* **Task brief**
Copy out each line of the data that holds the word "CommandBinding".

* **Dataset excerpts**
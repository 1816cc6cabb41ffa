use std::collections::HashMap;

use serde::{Deserialize, Serialize};
use serde_json::Value;

/// The status string that marks a successful command. Every other status is
/// an application-level error message.
pub const STATUS_SUCCESS: &str = "success";
pub const STATUS_CANCELLED: &str = "cancelled";

#[derive(Debug, Clone, Copy, Serialize, Deserialize, PartialEq, Eq, Hash, Default)]
#[serde(rename_all = "lowercase")]
pub enum LogLevel {
    Trace,
    Debug,
    #[default]
    Info,
    Warn,
    Error,
    Critical,
}

impl LogLevel {
    pub fn as_filter(&self) -> &'static str {
        match self {
            LogLevel::Trace => "trace",
            LogLevel::Debug => "debug",
            LogLevel::Info => "info",
            LogLevel::Warn => "warn",
            LogLevel::Error | LogLevel::Critical => "error",
        }
    }
}

impl std::str::FromStr for LogLevel {
    type Err = String;

    fn from_str(s: &str) -> Result<Self, Self::Err> {
        match s.to_lowercase().as_str() {
            "trace" => Ok(LogLevel::Trace),
            "debug" => Ok(LogLevel::Debug),
            "info" => Ok(LogLevel::Info),
            "warn" | "warning" => Ok(LogLevel::Warn),
            "error" => Ok(LogLevel::Error),
            "critical" => Ok(LogLevel::Critical),
            other => Err(format!("unknown log level `{other}`")),
        }
    }
}

/// Result of running one command of a chain. Produced exactly once per execution.
#[derive(Debug, Clone, Serialize, Deserialize, PartialEq)]
pub struct CommandOutcome {
    #[serde(default, skip_serializing_if = "Option::is_none")]
    pub payload: Option<Value>,
    pub status: String,
}

impl CommandOutcome {
    pub fn success(payload: Option<Value>) -> Self {
        Self { payload, status: STATUS_SUCCESS.to_string() }
    }

    pub fn failure(message: impl Into<String>) -> Self {
        let mut status = message.into();
        // an error must never masquerade as the success sentinel
        if status == STATUS_SUCCESS || status.is_empty() {
            status = format!("error: {status}");
        }
        Self { payload: None, status }
    }

    pub fn cancelled() -> Self {
        Self { payload: None, status: STATUS_CANCELLED.to_string() }
    }

    pub fn is_success(&self) -> bool {
        self.status == STATUS_SUCCESS
    }

    pub fn is_cancelled(&self) -> bool {
        self.status == STATUS_CANCELLED
    }
}

#[derive(Debug, Clone, Copy, Serialize, Deserialize, PartialEq, Eq, Hash)]
#[serde(rename_all = "lowercase")]
pub enum CapabilityKind {
    Handler,
    Backend,
}

/// What one exported capability says about itself.
#[derive(Debug, Clone, Serialize, Deserialize, PartialEq, Eq)]
#[serde(rename_all = "camelCase")]
pub struct CapabilityManifest {
    pub kind: CapabilityKind,
    pub name: String,
    /// Handler only: the command names it answers to.
    #[serde(default)]
    pub command_names: Vec<String>,
    /// Handler: backend it needs. Backend: the name it exposes.
    pub backend_name: String,
}

#[derive(Debug, Clone, Serialize, Deserialize, Default)]
pub struct DescribeResult {
    pub capabilities: Vec<CapabilityManifest>,
}

/// Handed to a capability once, right after it has been registered.
#[derive(Debug, Clone, Serialize, Deserialize, PartialEq, Eq, Default)]
#[serde(rename_all = "camelCase")]
pub struct HostContext {
    pub unit_id: String,
    pub plugin_name: String,
    #[serde(default)]
    pub config: HashMap<String, String>,
    #[serde(default)]
    pub log_level: LogLevel,
}

#[derive(Debug, Clone, Serialize, Deserialize)]
pub struct BuildParams {
    pub command: String,
    #[serde(default)]
    pub payload: Value,
}

#[derive(Debug, Clone, Serialize, Deserialize, PartialEq, Eq)]
#[serde(rename_all = "camelCase")]
pub struct BuildResult {
    pub requires_previous_completion: bool,
}

#[derive(Debug, Clone, Serialize, Deserialize)]
#[serde(rename_all = "camelCase")]
pub struct ExecuteParams {
    pub execution_id: String,
    pub command: String,
    #[serde(default)]
    pub payload: Value,
    pub backend: String,
}

#[derive(Debug, Clone, Serialize, Deserialize)]
#[serde(rename_all = "camelCase")]
pub struct CancelParams {
    pub execution_id: String,
}

#[derive(Debug, Clone, Serialize, Deserialize)]
pub struct InvokeParams {
    pub operation: String,
    #[serde(default)]
    pub args: Value,
}

#[derive(Debug, Clone, Serialize, Deserialize)]
#[serde(rename_all = "camelCase")]
pub struct InvokeBackendParams {
    pub execution_id: String,
    pub operation: String,
    #[serde(default)]
    pub args: Value,
}

#[derive(Debug, Clone, Serialize, Deserialize)]
#[serde(rename_all = "camelCase")]
pub struct LogParams {
    pub execution_id: String,
    pub level: LogLevel,
    pub message: String,
}
//! The capability contracts every plugin satisfies, whether it runs inside the
//! host or behind a JSON-RPC pipe in its own process.

use std::sync::Arc;

use async_trait::async_trait;
use serde_json::Value;
use tokio_util::sync::CancellationToken;

use crate::message::{CapabilityKind, CapabilityManifest, CommandOutcome, HostContext, LogLevel};

/// A named capability that handlers invoke. Instances are shared across
/// concurrent chains and must be internally safe for concurrent use.
#[async_trait]
pub trait Backend: Send + Sync {
    async fn invoke(&self, operation: &str, args: Value) -> anyhow::Result<Value>;
}

/// Service plugin contract: exposes one named backend.
#[async_trait]
pub trait ServicePlugin: Send + Sync {
    fn name(&self) -> String;

    fn get_instance(&self) -> Arc<dyn Backend>;

    /// Invoked once after registration, e.g. to open a persistent connection.
    /// Must not block indefinitely.
    async fn on_loaded(&self, _ctx: &HostContext) -> anyhow::Result<()> {
        Ok(())
    }
}

/// Sink for job-scoped log lines written by a running command.
pub trait CommandLog: Send + Sync {
    fn log(&self, level: LogLevel, message: &str);
}

/// Log sink that only forwards to `tracing`.
#[derive(Clone, Debug, Default)]
pub struct TracingLog;

impl CommandLog for TracingLog {
    fn log(&self, level: LogLevel, message: &str) {
        match level {
            LogLevel::Trace => tracing::trace!("{message}"),
            LogLevel::Debug => tracing::debug!("{message}"),
            LogLevel::Info => tracing::info!("{message}"),
            LogLevel::Warn => tracing::warn!("{message}"),
            LogLevel::Error => tracing::error!("{message}"),
            LogLevel::Critical => tracing::error!("[CRITICAL] {message}"),
        }
    }
}

/// Everything a runnable gets besides its backend.
#[derive(Clone)]
pub struct ExecutionContext {
    pub cancel: CancellationToken,
    pub log: Arc<dyn CommandLog>,
}

impl ExecutionContext {
    pub fn new(cancel: CancellationToken, log: Arc<dyn CommandLog>) -> Self {
        Self { cancel, log }
    }

    pub fn info(&self, message: &str) {
        self.log.log(LogLevel::Info, message);
    }

    pub fn warn(&self, message: &str) {
        self.log.log(LogLevel::Warn, message);
    }

    pub fn error(&self, message: &str) {
        self.log.log(LogLevel::Error, message);
    }
}

/// A typed command built from a payload, ready to run against its backend.
#[async_trait]
pub trait Runnable: Send + Sync {
    /// True when this step may only start once the chain entry right before
    /// it has finished.
    fn requires_previous_completion(&self) -> bool;

    async fn execute(&self, backend: Arc<dyn Backend>, ctx: &ExecutionContext) -> CommandOutcome;
}

/// Handler contract: turns a command name plus untyped payload into a runnable.
#[async_trait]
pub trait CommandHandler: Send + Sync {
    fn command_names(&self) -> Vec<String>;

    fn backend_name(&self) -> String;

    /// Build never rejects a payload for missing or malformed fields; those
    /// take their declared defaults and surface only when execution needs them.
    async fn build(&self, command: &str, payload: &Value) -> anyhow::Result<Box<dyn Runnable>>;

    async fn on_loaded(&self, _ctx: &HostContext) -> anyhow::Result<()> {
        Ok(())
    }
}

/// One exported capability of a plugin module.
#[derive(Clone)]
pub enum Capability {
    Handler { name: String, handler: Arc<dyn CommandHandler> },
    Backend(Arc<dyn ServicePlugin>),
}

impl Capability {
    pub fn handler(name: impl Into<String>, handler: Arc<dyn CommandHandler>) -> Self {
        Capability::Handler { name: name.into(), handler }
    }

    pub fn backend(service: Arc<dyn ServicePlugin>) -> Self {
        Capability::Backend(service)
    }

    pub fn manifest(&self) -> CapabilityManifest {
        match self {
            Capability::Handler { name, handler } => CapabilityManifest {
                kind: CapabilityKind::Handler,
                name: name.clone(),
                command_names: handler.command_names(),
                backend_name: handler.backend_name(),
            },
            Capability::Backend(service) => CapabilityManifest {
                kind: CapabilityKind::Backend,
                name: service.name(),
                command_names: vec![],
                backend_name: service.name(),
            },
        }
    }

    pub async fn on_loaded(&self, ctx: &HostContext) -> anyhow::Result<()> {
        match self {
            Capability::Handler { handler, .. } => handler.on_loaded(ctx).await,
            Capability::Backend(service) => service.on_loaded(ctx).await,
        }
    }
}

impl std::fmt::Debug for Capability {
    fn fmt(&self, f: &mut std::fmt::Formatter<'_>) -> std::fmt::Result {
        f.debug_tuple("Capability").field(&self.manifest()).finish()
    }
}
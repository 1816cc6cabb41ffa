use std::sync::{Arc, Mutex};

use command_plugin::capability::{Backend, Capability, CommandHandler, ServicePlugin};
use dashmap::DashMap;
use tracing::{debug, info};
use uuid::Uuid;

use super::descriptor::PluginDescriptor;
use super::unit::{IsolationUnit, UnitLease};
use crate::error::{DispatchError, RegistryError};

struct CommandBinding {
    handler: Arc<dyn CommandHandler>,
    backend_name: String,
    unit: Arc<IsolationUnit>,
}

struct BackendBinding {
    service: Arc<dyn ServicePlugin>,
    unit: Arc<IsolationUnit>,
}

struct UnitEntry {
    descriptor: PluginDescriptor,
    unit: Arc<IsolationUnit>,
}

/// A handler resolved for one command, with a lease on its unit.
pub struct ResolvedHandler {
    pub handler: Arc<dyn CommandHandler>,
    pub backend_name: String,
    pub lease: UnitLease,
}

pub struct ResolvedBackend {
    pub backend: Arc<dyn Backend>,
    pub lease: UnitLease,
}

/// Dispatch table (command name -> handler) and service table
/// (backend name -> service), indexed by isolation unit for removal.
///
/// Reads go straight to the concurrent maps. Writers serialise on a small
/// lock so that conflict checks and inserts happen as one step.
#[derive(Default)]
pub struct PluginRegistry {
    commands: DashMap<String, CommandBinding>,
    backends: DashMap<String, BackendBinding>,
    units: DashMap<Uuid, UnitEntry>,
    writer: Mutex<()>,
}

impl PluginRegistry {
    pub fn new() -> Self {
        Self::default()
    }

    /// Registers whichever capability `descriptor` describes.
    pub fn register(
        &self,
        descriptor: PluginDescriptor,
        capability: Capability,
        unit: Arc<IsolationUnit>,
    ) -> Result<(), RegistryError> {
        match capability {
            Capability::Handler { handler, .. } => self.register_handler(descriptor, handler, unit),
            Capability::Backend(service) => self.register_backend(descriptor, service, unit),
        }
    }

    pub fn register_handler(
        &self,
        descriptor: PluginDescriptor,
        handler: Arc<dyn CommandHandler>,
        unit: Arc<IsolationUnit>,
    ) -> Result<(), RegistryError> {
        let _guard = self.writer.lock().unwrap_or_else(|e| e.into_inner());

        for command in &descriptor.command_names {
            if let Some(existing) = self.commands.get(command) {
                return Err(RegistryError::CommandTaken {
                    command: command.clone(),
                    owner: existing.unit.plugin().to_string(),
                });
            }
        }

        for command in &descriptor.command_names {
            self.commands.insert(
                command.clone(),
                CommandBinding {
                    handler: Arc::clone(&handler),
                    backend_name: descriptor.backend_name.clone(),
                    unit: Arc::clone(&unit),
                },
            );
        }
        info!(
            plugin = %descriptor.name,
            unit = %descriptor.unit_id,
            commands = ?descriptor.command_names,
            "handler registered"
        );
        self.units.insert(descriptor.unit_id, UnitEntry { descriptor, unit });
        Ok(())
    }

    pub fn register_backend(
        &self,
        descriptor: PluginDescriptor,
        service: Arc<dyn ServicePlugin>,
        unit: Arc<IsolationUnit>,
    ) -> Result<(), RegistryError> {
        let _guard = self.writer.lock().unwrap_or_else(|e| e.into_inner());

        if let Some(existing) = self.backends.get(&descriptor.backend_name) {
            return Err(RegistryError::BackendTaken {
                backend: descriptor.backend_name.clone(),
                owner: existing.unit.plugin().to_string(),
            });
        }

        self.backends.insert(
            descriptor.backend_name.clone(),
            BackendBinding { service, unit: Arc::clone(&unit) },
        );
        info!(
            plugin = %descriptor.name,
            unit = %descriptor.unit_id,
            backend = %descriptor.backend_name,
            "backend registered"
        );
        self.units.insert(descriptor.unit_id, UnitEntry { descriptor, unit });
        Ok(())
    }

    /// Looks up the handler bound to `command` and leases its unit.
    pub fn resolve(&self, command: &str) -> Result<ResolvedHandler, DispatchError> {
        let not_found = || DispatchError::CommandNotFound(command.to_string());
        let binding = self.commands.get(command).ok_or_else(not_found)?;
        let lease = binding.unit.enter().ok_or_else(not_found)?;
        Ok(ResolvedHandler {
            handler: Arc::clone(&binding.handler),
            backend_name: binding.backend_name.clone(),
            lease,
        })
    }

    pub fn resolve_backend(&self, backend: &str) -> Result<ResolvedBackend, DispatchError> {
        let not_found = || DispatchError::BackendNotFound(backend.to_string());
        let binding = self.backends.get(backend).ok_or_else(not_found)?;
        let lease = binding.unit.enter().ok_or_else(not_found)?;
        Ok(ResolvedBackend { backend: binding.service.get_instance(), lease })
    }

    /// Removes every binding owned by `unit_id`. The unit is closed first so
    /// its names stop resolving at once; draining is left to the caller.
    pub fn deregister(&self, unit_id: Uuid) -> Option<(PluginDescriptor, Arc<IsolationUnit>)> {
        let _guard = self.writer.lock().unwrap_or_else(|e| e.into_inner());
        let (_, entry) = self.units.remove(&unit_id)?;
        entry.unit.close();

        self.commands.retain(|_, binding| binding.unit.id() != unit_id);
        self.backends.retain(|_, binding| binding.unit.id() != unit_id);
        debug!(plugin = %entry.descriptor.name, unit = %unit_id, "bindings removed");
        Some((entry.descriptor, entry.unit))
    }

    pub fn descriptors(&self) -> Vec<PluginDescriptor> {
        let mut all: Vec<_> = self.units.iter().map(|e| e.descriptor.clone()).collect();
        all.sort_by(|a, b| a.name.cmp(&b.name));
        all
    }

    /// Units loaded from the plugin directory `name`.
    pub fn units_for_plugin(&self, name: &str) -> Vec<Uuid> {
        self.units
            .iter()
            .filter(|e| e.descriptor.name == name)
            .map(|e| *e.key())
            .collect()
    }

    pub fn unit_ids(&self) -> Vec<Uuid> {
        self.units.iter().map(|e| *e.key()).collect()
    }

    pub fn command_names(&self) -> Vec<String> {
        let mut names: Vec<_> = self.commands.iter().map(|e| e.key().clone()).collect();
        names.sort();
        names
    }
}
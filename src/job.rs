use chrono::{DateTime, Utc};
use command_plugin::message::CommandOutcome;
use dashmap::DashMap;
use serde::{Deserialize, Serialize};
use serde_json::Value;
use std::time::Duration;

use crate::error::AdmissionError;

/// What a caller submits. Immutable once admitted.
#[derive(Debug, Clone, Serialize, Deserialize, PartialEq, Default)]
#[serde(rename_all = "camelCase")]
pub struct CommandChainRequest {
    pub commands: Vec<String>,
    #[serde(default)]
    pub payload: Value,
    /// Milliseconds to wait before the job becomes runnable.
    #[serde(default, skip_serializing_if = "Option::is_none")]
    pub delay: Option<u64>,
    /// Milliseconds between runs of a recurring job.
    #[serde(default, skip_serializing_if = "Option::is_none")]
    pub every: Option<u64>,
    #[serde(default, skip_serializing_if = "Option::is_none")]
    pub signature: Option<String>,
    #[serde(default, skip_serializing_if = "Option::is_none")]
    pub callback_connection_id: Option<String>,
    #[serde(default, skip_serializing_if = "Option::is_none")]
    pub requested_by: Option<String>,
}

impl CommandChainRequest {
    pub fn new(commands: impl IntoIterator<Item = impl Into<String>>, payload: Value) -> Self {
        Self {
            commands: commands.into_iter().map(Into::into).collect(),
            payload,
            ..Default::default()
        }
    }

    pub fn from_json(value: Value) -> Result<Self, AdmissionError> {
        let request: Self = serde_json::from_value(value).map_err(|e| AdmissionError::Malformed(e.to_string()))?;
        request.validate()?;
        Ok(request)
    }

    pub fn validate(&self) -> Result<(), AdmissionError> {
        if let Some(blank) = self.commands.iter().position(|c| c.trim().is_empty()) {
            return Err(AdmissionError::Malformed(format!("command at index {blank} is blank")));
        }
        if self.every == Some(0) {
            return Err(AdmissionError::Malformed("`every` must be positive".into()));
        }
        Ok(())
    }

    pub fn delay(&self) -> Option<Duration> {
        self.delay.map(Duration::from_millis)
    }

    pub fn every(&self) -> Option<Duration> {
        self.every.map(Duration::from_millis)
    }
}

#[derive(Debug, Clone, Copy, Serialize, Deserialize, PartialEq, Eq, Hash)]
#[serde(rename_all = "lowercase")]
pub enum JobState {
    Queued,
    Running,
    Succeeded,
    Failed,
    Cancelled,
}

impl JobState {
    pub fn is_terminal(&self) -> bool {
        matches!(self, JobState::Succeeded | JobState::Failed | JobState::Cancelled)
    }
}

impl std::fmt::Display for JobState {
    fn fmt(&self, f: &mut std::fmt::Formatter<'_>) -> std::fmt::Result {
        let s = match self {
            JobState::Queued => "queued",
            JobState::Running => "running",
            JobState::Succeeded => "succeeded",
            JobState::Failed => "failed",
            JobState::Cancelled => "cancelled",
        };
        f.write_str(s)
    }
}

/// Result of one engine run. Outcomes are in command order.
#[derive(Debug, Clone, Serialize, Deserialize, PartialEq)]
#[serde(rename_all = "camelCase")]
pub struct JobExecutionRecord {
    pub job_id: String,
    pub commands: Vec<String>,
    pub outcomes: Vec<CommandOutcome>,
    pub state: JobState,
}

impl JobExecutionRecord {
    pub fn new(job_id: &str, commands: &[String], outcomes: Vec<CommandOutcome>, cancelled: bool) -> Self {
        let state = if cancelled && outcomes.iter().any(CommandOutcome::is_cancelled) {
            JobState::Cancelled
        } else if outcomes.iter().all(CommandOutcome::is_success) {
            JobState::Succeeded
        } else {
            JobState::Failed
        };
        Self { job_id: job_id.to_string(), commands: commands.to_vec(), outcomes, state }
    }
}

/// What the status endpoint returns: state plus whatever outcomes exist.
#[derive(Debug, Clone, Serialize, Deserialize, PartialEq)]
#[serde(rename_all = "camelCase")]
pub struct JobStatusRecord {
    pub id: String,
    pub status: JobState,
    pub commands: Vec<String>,
    /// One slot per command; `None` until that command has finished.
    pub outcomes: Vec<Option<CommandOutcome>>,
    #[serde(default, skip_serializing_if = "Option::is_none")]
    pub requested_by: Option<String>,
    pub enqueued_at: DateTime<Utc>,
    #[serde(default, skip_serializing_if = "Option::is_none")]
    pub started_at: Option<DateTime<Utc>>,
    #[serde(default, skip_serializing_if = "Option::is_none")]
    pub finished_at: Option<DateTime<Utc>>,
}

/// Latest known status of every admitted job.
#[derive(Default)]
pub struct JobStatusStore {
    jobs: DashMap<String, JobStatusRecord>,
}

impl JobStatusStore {
    pub fn new() -> Self {
        Self::default()
    }

    fn fresh(id: &str, request: &CommandChainRequest, enqueued_at: DateTime<Utc>) -> JobStatusRecord {
        JobStatusRecord {
            id: id.to_string(),
            status: JobState::Queued,
            commands: request.commands.clone(),
            outcomes: vec![None; request.commands.len()],
            requested_by: request.requested_by.clone(),
            enqueued_at,
            started_at: None,
            finished_at: None,
        }
    }

    /// Records an admitted job. A worker may already have picked it up, in
    /// which case the existing record wins.
    pub fn queued(&self, id: &str, request: &CommandChainRequest, enqueued_at: DateTime<Utc>) {
        self.jobs
            .entry(id.to_string())
            .or_insert_with(|| Self::fresh(id, request, enqueued_at));
    }

    /// Resets the record for a (re)run of `request`.
    pub fn started(&self, id: &str, request: &CommandChainRequest) {
        let now = Utc::now();
        let mut entry = self
            .jobs
            .entry(id.to_string())
            .or_insert_with(|| Self::fresh(id, request, now));
        entry.status = JobState::Running;
        entry.commands = request.commands.clone();
        entry.outcomes = vec![None; request.commands.len()];
        entry.requested_by = request.requested_by.clone();
        entry.started_at = Some(now);
        entry.finished_at = None;
    }

    pub fn record_outcome(&self, id: &str, index: usize, outcome: &CommandOutcome) {
        if let Some(mut entry) = self.jobs.get_mut(id) {
            if let Some(slot) = entry.outcomes.get_mut(index) {
                *slot = Some(outcome.clone());
            }
        }
    }

    pub fn finished(&self, record: &JobExecutionRecord) -> Option<JobStatusRecord> {
        let mut entry = self.jobs.get_mut(&record.job_id)?;
        entry.status = record.state;
        entry.outcomes = record.outcomes.iter().cloned().map(Some).collect();
        entry.finished_at = Some(Utc::now());
        Some(entry.clone())
    }

    pub fn cancelled(&self, id: &str) -> Option<JobStatusRecord> {
        let mut entry = self.jobs.get_mut(id)?;
        entry.status = JobState::Cancelled;
        entry.finished_at = Some(Utc::now());
        Some(entry.clone())
    }

    pub fn replaced(&self, id: &str, request: &CommandChainRequest) {
        if let Some(mut entry) = self.jobs.get_mut(id) {
            entry.commands = request.commands.clone();
            entry.outcomes = vec![None; request.commands.len()];
            entry.requested_by = request.requested_by.clone();
        }
    }

    pub fn get(&self, id: &str) -> Option<JobStatusRecord> {
        self.jobs.get(id).map(|e| e.clone())
    }
}

#[cfg(test)]
mod tests {
    use super::*;
    use serde_json::json;

    #[test]
    fn request_reads_camel_case_and_defaults() {
        let req = CommandChainRequest::from_json(json!({
            "commands": ["ldap.lookup", "vm.create"],
            "payload": {"user": "jdoe"},
            "callbackConnectionId": "conn-1",
            "delay": 500
        }))
        .unwrap();
        assert_eq!(req.commands.len(), 2);
        assert_eq!(req.callback_connection_id.as_deref(), Some("conn-1"));
        assert_eq!(req.delay(), Some(Duration::from_millis(500)));
        assert!(req.signature.is_none());
    }

    #[test]
    fn malformed_requests_are_rejected() {
        assert!(matches!(
            CommandChainRequest::from_json(json!({"payload": {}})),
            Err(AdmissionError::Malformed(_))
        ));
        assert!(matches!(
            CommandChainRequest::from_json(json!({"commands": ["a", " "]})),
            Err(AdmissionError::Malformed(_))
        ));
        assert!(matches!(
            CommandChainRequest::from_json(json!({"commands": "a"})),
            Err(AdmissionError::Malformed(_))
        ));
    }

    #[test]
    fn record_state_follows_outcomes() {
        let cmds = vec!["a".to_string(), "b".to_string()];
        let ok = JobExecutionRecord::new("j", &cmds, vec![CommandOutcome::success(None); 2], false);
        assert_eq!(ok.state, JobState::Succeeded);

        let failed = JobExecutionRecord::new(
            "j",
            &cmds,
            vec![CommandOutcome::success(None), CommandOutcome::failure("boom")],
            false,
        );
        assert_eq!(failed.state, JobState::Failed);

        let cancelled = JobExecutionRecord::new(
            "j",
            &cmds,
            vec![CommandOutcome::success(None), CommandOutcome::cancelled()],
            true,
        );
        assert_eq!(cancelled.state, JobState::Cancelled);

        let empty = JobExecutionRecord::new("j", &[], vec![], false);
        assert_eq!(empty.state, JobState::Succeeded);
    }

    #[test]
    fn status_store_keeps_partial_outcomes() {
        let store = JobStatusStore::new();
        let req = CommandChainRequest::new(["a", "b"], json!({}));
        store.queued("j1", &req, Utc::now());
        store.started("j1", &req);
        store.record_outcome("j1", 1, &CommandOutcome::failure("nope"));

        let status = store.get("j1").unwrap();
        assert_eq!(status.status, JobState::Running);
        assert_eq!(status.outcomes[0], None);
        assert_eq!(status.outcomes[1].as_ref().unwrap().status, "nope");
    }
}
pub mod descriptor;
pub mod loader;
pub mod registry;
pub mod remote;
pub mod unit;

pub use descriptor::PluginDescriptor;
pub use loader::{DiscoveryReport, LoaderSettings, PluginLoader};
pub use registry::PluginRegistry;
pub use unit::{IsolationUnit, UnitLease};
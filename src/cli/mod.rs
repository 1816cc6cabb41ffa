use std::path::PathBuf;

use clap::{Parser, Subcommand};

pub mod init;
pub mod plugins;
pub mod run;

use plugins::PluginsArgs;
use run::RunArgs;

use chainops::config::ConfigManager;

#[derive(Parser, Debug)]
#[command(
    name = "chainops",
    about = "Runs chains of plugin commands as queued jobs",
    version
)]
pub struct Cli {
    /// Root directory holding config/, plugins/ and logs/
    #[arg(long, short = 'r', env = "CHAINOPS_ROOT", default_value = "./chainops", global = true)]
    pub root: PathBuf,

    #[command(subcommand)]
    pub command: Option<Commands>,
}

#[derive(Subcommand, Debug)]
pub enum Commands {
    /// Run the host until Ctrl-C
    Run(RunArgs),

    /// Load every plugin once and print what it exposes
    Plugins(PluginsArgs),

    /// Initialize a fresh layout
    Init,
}

pub struct CliContext {
    pub root: PathBuf,
    pub config_manager: ConfigManager,
}

impl CliContext {
    pub fn new(root: PathBuf, config_manager: ConfigManager) -> Self {
        Self { root, config_manager }
    }
}

pub async fn execute(context: CliContext, command: Commands) -> anyhow::Result<()> {
    match command {
        Commands::Run(args) => run::execute(args, context).await,
        Commands::Plugins(args) => plugins::execute(args, context).await,
        Commands::Init => init::execute(&context),
    }
}

pub fn default_command() -> Commands {
    Commands::Run(RunArgs::default_runtime())
}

* **Output for this exercise**
struct CommandBinding {
    commands: DashMap<String, CommandBinding>,
                CommandBinding {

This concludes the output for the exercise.